The lowland areas were really soft sand, and the mountain roads were made of big rocks. It was really hot in the desert, 35-38 degrees, while in the mountains it was chilly, like 7 or 8 degrees, so you needed warm clothes and cold clothes
You can’t go over the sandy parts too fast, as you don’t want to break your bike, and if you break yourself it’s a long way from the hospital. In the Atlas mountains it’s all green, and very pretty; then in the Sahara, you’re on the sand. I never used the tents, just slept on the sand, on a mattress, and in the morning you shake the scorpions from your boots. You don’t see anything but the stars, there’s nothing else out there. It’s something you can’t forget.”

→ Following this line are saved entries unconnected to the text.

//! Category archive pages

use crate::core::category::{archive_filename, category_permalink, normalize_category};
use crate::core::document::DELIMITER;
use crate::core::header::double_quoted;

/// Front matter of a generated `<slug>-archive.md` page
#[derive(Debug, Clone, PartialEq, Eq)]
pub struct ArchivePage {
    pub layout: String,
    pub title: String,
    pub permalink: String,
    pub category: String,
}

impl ArchivePage {
    /// Archive page for a category label as it appears in posts
    pub fn for_category(label: &str) -> Self {
        Self {
            layout: "archive".to_string(),
            title: format!("{} archive", label),
            permalink: category_permalink(label),
            category: normalize_category(label),
        }
    }

    pub fn filename(&self) -> String {
        archive_filename(&self.category)
    }

    /// Render the page. Values with spaces or uppercase letters are quoted.
    pub fn render(&self) -> String {
        let fields = [
            ("layout", &self.layout),
            ("title", &self.title),
            ("permalink", &self.permalink),
            ("category", &self.category),
        ];

        let mut lines = vec![DELIMITER.to_string()];
        for (key, value) in fields {
            lines.push(format!("{}: {}", key, quote_if_needed(value)));
        }
        lines.push(format!("{}\n", DELIMITER));
        lines.join("\n")
    }
}

fn quote_if_needed(value: &str) -> String {
    if value.contains([' ', '"', '\\']) || value != value.to_lowercase() {
        double_quoted(value)
    } else {
        value.to_string()
    }
}
//! Command-line argument definitions and parsing
//!
//! Every subcommand shares the dry-run/quiet/verbose switches; the remaining
//! flags belong to the task that uses them.

use clap::{Args, Parser, Subcommand};
use std::path::PathBuf;

/// Main CLI application
#[derive(Parser, Debug)]
#[command(
    name = "sitetidy",
    version,
    about = "Validate post front matter and maintain category archive pages",
    long_about = "sitetidy keeps a static-site content tree consistent: it normalizes \
                  the front matter of _posts/*.md, renames posts to YYYY-MM-DD-<name>.md, \
                  and regenerates _category_pages/*.md from the categories posts use. \
                  Files are backed up to _tmpbkup/ before they are modified."
)]
pub struct Cli {
    #[command(subcommand)]
    pub command: Commands,

    /// Site root containing _posts/ and _category_pages/
    #[arg(long, global = true, value_name = "DIR")]
    pub root: Option<PathBuf>,

    /// YAML file overriding the directory layout
    #[arg(long, global = true, value_name = "FILE")]
    pub config: Option<PathBuf>,
}

/// Available commands
#[derive(Subcommand, Debug)]
pub enum Commands {
    /// Validate and normalize front matter in _posts/*.md
    FixPosts(FixPostsArgs),
    /// Regenerate _category_pages/*.md from categories in _posts
    Archives(ArchivesArgs),
}

/// Switches shared by every command
#[derive(Args, Debug, Clone, Copy, Default)]
pub struct CommonOpts {
    /// Run without writing changes
    #[arg(short = 'n', long)]
    pub dry_run: bool,

    /// Suppress output except for errors
    #[arg(short, long, conflicts_with = "verbose")]
    pub quiet: bool,

    /// Print detailed output
    #[arg(short, long)]
    pub verbose: bool,
}

/// Arguments for the fix-posts command
#[derive(Args, Debug)]
pub struct FixPostsArgs {
    #[command(flatten)]
    pub common: CommonOpts,

    /// Keyword to search for in post content; other posts are left alone
    #[arg(short, long, value_name = "KEYWORD")]
    pub search: Option<String>,
}

/// Arguments for the archives command
#[derive(Args, Debug)]
pub struct ArchivesArgs {
    #[command(flatten)]
    pub common: CommonOpts,

    /// Remove archive pages no post category refers to
    #[arg(short, long)]
    pub fix: bool,

    /// List new categories that will be created, without writing
    #[arg(short, long)]
    pub list_new: bool,
}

“The desert was really hot, you ride all day, there’s good food in Morocco – it's really nice.”
“In some places, it’s all flat, and you go straight for 100km, and there’s nothing.  You see the mountains at the end, and you keep going, and there’s nobody.”
In the evening you are happy, dead tired and die for food and beer. then you fall like on your sleeping bag, look at the stars above you and you are just in love with life. when you wake up in the morning just make sure you check your boots for scorpions!